While the consumer side of the real-estate market reacts to rising interest rates and homebuyers reassess their purchasing expectations, British Columbia's commercial sector continues to draw landmark deals as investors compete for limited acquisition opportunities.
Cory Wright of commercial real-estate brokerage William Wright Commercial Real Estate Services says a rising interest rate environment has lead to an expected slowdown in the real-estate industry. However, BC’s growth prospects are leveraging significant interest in quality development sites, holding properties and revenue-generating mixed-use projects.
“Although we’re seeing a ‘pens down’ scenario in commercial real-estate with some buyers taking a wait and see approach, desirable properties are still changing hands at price points set earlier in the year as investors remain bullish on the future of the province, and in particular, its key markets of Vancouver, Victoria, Kelowna and Nanaimo,” Wright said, adding that “there may be less activity in the broader sense, but top-tier inventory continues to move, and continues to field healthy competition between purchasers.”
Wright says the Bank of Canada’s under-estimation of inflationary pressures in the beginning of 2022 set the economy on a higher rate trajectory than initially estimated, and in a shorter amount of time than analysts had predicted. Nevertheless, the Vancouver-based broker believes the medium term outcome will eventually produce a declining rate environment to bolster the tail end of a forecasted economic retraction by the second half of 2023, which has well-capitalized investors gearing up to take advantage of current buying opportunities despite near-term headwinds.
“The likelihood of rising interest rates will be with us through mid-2023, I think, at which point we are likely to see a rate pullback to re-ignite lost economic momentum after inflation is under control,” Wright says. “Once we are absent of the pressures of inflation, we fully expect the market to see a pent-up demand buying surge given the significant population growth pressures facing BC. In light of this, for investors with cash holdings, now is the time to pursue acquisitions coming to market as distressed sales, or from developers who may no longer have the financial wherewithal to pursue construction of approved inventory of housing or commercial spaces.”
One of the primary challenges facing the commercial real-estate market are borrowing costs, which tend to settle well above consumer lending rates, meaning developers and investors pay a premium for their holdings relative to what a consumer would pay for a similarly priced property. Down payments and equity stakes required by lenders can also rapidly change as interest rates rise, meaning cash deposits can balloon overnight, putting some players in difficult positions.
“As interest rates increase, the monthly mortgage payment shifts from predominantly paying down the principle under an ultra low rate scenario, to paying predominantly interest, and this can trigger an equity increase payable immediately to the lender,” Wright said. “These scenarios can make or break a less capitalized investor, and force them to list their asset for sale rather than not only carry the burden of a higher monthly mortgage, but also provide more up-front cash to hold on to the mortgage.”
This week the province expanded its speculation tax coverage beyond Greater Victoria, Nanaimo, Metro Vancouver and Kelowna to much of the Cowichan Valley, Ladysmith south of Nanaimo and the southern portion of the Sea to Sky Corridor north of Vancouver.

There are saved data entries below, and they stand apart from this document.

//! Error types for make-release-core

use thiserror::Error;

/// Errors that can occur when working with configuration.
#[derive(Error, Debug)]
pub enum ConfigError {
    /// Failed to deserialize configuration.
    #[error("invalid configuration: {0}")]
    Deserialize(#[from] Box<figment::Error>),
}

/// Result type alias using [`ConfigError`].
pub type ConfigResult<T> = Result<T, ConfigError>;
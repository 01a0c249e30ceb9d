use super::ReleaseResult;

/// Asks the operator to approve gates and edit commit messages.
///
/// Only consulted when a release requires confirmation; unattended runs
/// never call it.
pub trait Prompter {
    /// Ask a yes/no question. `Ok(false)` means the operator declined.
    fn confirm(&self, message: &str) -> ReleaseResult<bool>;

    /// Offer `default` as a commit message and return the operator's edit.
    ///
    /// A cancelled prompt is `Declined { step: None }`; the workflow fills in
    /// the step it was asked from.
    fn commit_message(&self, default: &str) -> ReleaseResult<String>;
}
//! Version declarations in source and manifest files.
//!
//! A declaration is a single line of the form `name = "value"` (either quote
//! style, optional spaces around `=`), for example `__version__ = '1.0.dev0'`
//! in a package's `__init__.py` or `version = "1.0"` in `pyproject.toml`.
//! A trailing `.devN` marker is stripped from the reported value.

use camino::{Utf8Path, Utf8PathBuf};
use regex::Regex;
use serde::Serialize;
use thiserror::Error;
use tracing::{debug, instrument};

use crate::lines::{self, LineError};

/// Name of the version declaration in a version file.
pub const VERSION_DECLARATION: &str = "__version__";

/// Name of the version key in the project manifest.
pub const MANIFEST_DECLARATION: &str = "version";

/// Project manifest file name.
pub const MANIFEST_FILE: &str = "pyproject.toml";

/// Glob patterns searched for a version file, in order.
///
/// Covers `package/`, `namespace/package/`, and the same two shapes under
/// `src/`.
pub const VERSION_FILE_PATTERNS: &[&str] = &[
    "*/__init__.py",
    "*/*/__init__.py",
    "src/*/__init__.py",
    "src/*/*/__init__.py",
];

/// Errors from declaration lookups.
#[derive(Error, Debug)]
pub enum DeclarationError {
    /// No line declares `name` in `path`.
    #[error("could not find {name} in {path}")]
    NotFound {
        /// Declaration name searched for.
        name: String,
        /// File searched.
        path: Utf8PathBuf,
    },

    /// The declaration name produced an unusable pattern.
    #[error("invalid declaration pattern for {name}: {source}")]
    Pattern {
        /// Declaration name.
        name: String,
        /// Regex compilation error.
        source: regex::Error,
    },

    /// A version-file search pattern was rejected.
    #[error("invalid search pattern {pattern}: {source}")]
    Glob {
        /// The offending pattern.
        pattern: String,
        /// Glob error.
        source: glob::PatternError,
    },

    /// Reading the file failed.
    #[error(transparent)]
    Read(#[from] LineError),
}

/// Result alias for declaration lookups.
pub type DeclarationResult<T> = Result<T, DeclarationError>;

/// A located `name = "value"` line.
#[derive(Debug, Clone, PartialEq, Eq, Serialize)]
pub struct Declaration {
    /// Zero-based line index.
    pub line: usize,
    /// Quote character used around the value.
    pub quote: char,
    /// Declared value with any `.devN` marker removed. `None` for `""`.
    pub value: Option<String>,
}

impl Declaration {
    /// Render a replacement line in the same quote style.
    pub fn render(&self, name: &str, value: &str) -> String {
        let q = self.quote;
        format!("{name} = {q}{value}{q}")
    }
}

/// A declaration together with the file it lives in.
#[derive(Debug, Clone, PartialEq, Eq, Serialize)]
pub struct VersionSource {
    /// File containing the declaration.
    pub path: Utf8PathBuf,
    /// Declaration name (`version`, `__version__`).
    pub name: String,
    /// The located declaration.
    pub declaration: Declaration,
}

impl VersionSource {
    /// Current value declared in the file, if any.
    pub fn value(&self) -> Option<&str> {
        self.declaration.value.as_deref()
    }

    /// Rewrite the declaration line to `value`.
    pub fn update(&self, value: &str) -> lines::LineResult<()> {
        let content = self.declaration.render(&self.name, value);
        lines::replace_line(&self.path, self.declaration.line, &content)
    }
}

/// Outcome of searching for a version file.
#[derive(Debug, Clone, Default)]
pub struct VersionFileSearch {
    /// The first file with a `__version__` declaration.
    pub found: Option<VersionSource>,
    /// Every candidate looked at, in search order.
    pub candidates: Vec<Utf8PathBuf>,
}

/// Build the declaration pattern for `name`.
///
/// The `regex` crate has no backreferences, so each quote style gets its own
/// alternative with its own groups.
fn declaration_regex(name: &str) -> DeclarationResult<Regex> {
    let name_re = regex::escape(name);
    let pattern = format!(
        r#"^{name_re} *= *(?:(?P<dquote>")(?:(?P<dq>.+?)(?:\.dev\d+)?)?"|'(?:(?P<sq>.+?)(?:\.dev\d+)?)?') *$"#
    );
    Regex::new(&pattern).map_err(|source| DeclarationError::Pattern {
        name: name.to_string(),
        source,
    })
}

/// Find the first line declaring `name` in `path`.
///
/// Returns `Ok(None)` when there is no such line.
#[instrument(fields(%path))]
pub fn find_declaration(path: &Utf8Path, name: &str) -> DeclarationResult<Option<Declaration>> {
    let re = declaration_regex(name)?;
    let text = lines::read_text(path)?;

    for (line, raw) in lines::split_lines(&text).into_iter().enumerate() {
        let Some(caps) = re.captures(lines::trim_line_ending(raw)) else {
            continue;
        };
        let (quote, value) = if caps.name("dquote").is_some() {
            ('"', caps.name("dq"))
        } else {
            ('\'', caps.name("sq"))
        };
        let declaration = Declaration {
            line,
            quote,
            value: value.map(|m| m.as_str().to_string()),
        };
        debug!(line, value = ?declaration.value, "found declaration");
        return Ok(Some(declaration));
    }

    debug!("no declaration found");
    Ok(None)
}

/// Find the first line declaring `name` in `path`, failing when absent.
pub fn require_declaration(path: &Utf8Path, name: &str) -> DeclarationResult<Declaration> {
    find_declaration(path, name)?.ok_or_else(|| DeclarationError::NotFound {
        name: name.to_string(),
        path: path.to_path_buf(),
    })
}

/// Load a required declaration as a [`VersionSource`].
pub fn version_source(path: &Utf8Path, name: &str) -> DeclarationResult<VersionSource> {
    Ok(VersionSource {
        path: path.to_path_buf(),
        name: name.to_string(),
        declaration: require_declaration(path, name)?,
    })
}

/// Search the conventional locations under `root` for a `__version__` file.
///
/// Not finding one is not an error; the caller decides whether to warn.
#[instrument(fields(%root))]
pub fn locate_version_file(root: &Utf8Path) -> DeclarationResult<VersionFileSearch> {
    let mut search = VersionFileSearch::default();

    for pattern in VERSION_FILE_PATTERNS {
        let full = format!("{}/{pattern}", glob::Pattern::escape(root.as_str()));
        let paths = glob::glob(&full).map_err(|source| DeclarationError::Glob {
            pattern: full.clone(),
            source,
        })?;

        // Unreadable directory entries are skipped rather than fatal.
        for path in paths.flatten() {
            let Ok(path) = Utf8PathBuf::from_path_buf(path) else {
                continue;
            };
            // `*/*/` and `src/*/` overlap
            if !search.candidates.contains(&path) {
                search.candidates.push(path);
            }
        }
    }

    for candidate in &search.candidates {
        if let Some(declaration) = find_declaration(candidate, VERSION_DECLARATION)? {
            debug!(path = %candidate, "found version file");
            search.found = Some(VersionSource {
                path: candidate.clone(),
                name: VERSION_DECLARATION.to_string(),
                declaration,
            });
            break;
        }
    }

    Ok(search)
}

Speculative real-estate has played some role in BC’s housing market, but the proverbial elephant in the room has never changed.
“The industry has maintained that the fundamental problem with BC’s housing situation is the lack of supply, and it has perennially been tethered to a tendency for government to enact changes which can hinder, rather than bolster, the rate of new housing construction,” Wright said, and continued:
“That aside, we are starting to see governments at all levels coming to the realization that we cannot accommodate an annual inter-provincial migration of 100,000 people, while approaching new home construction like we did in generations past. And with that, we are seeing clear signals from elected officials that the status quo on housing is no longer good enough, and that supply is the single biggest factor impacting rising housing costs, be they ownership costs or rental rates.”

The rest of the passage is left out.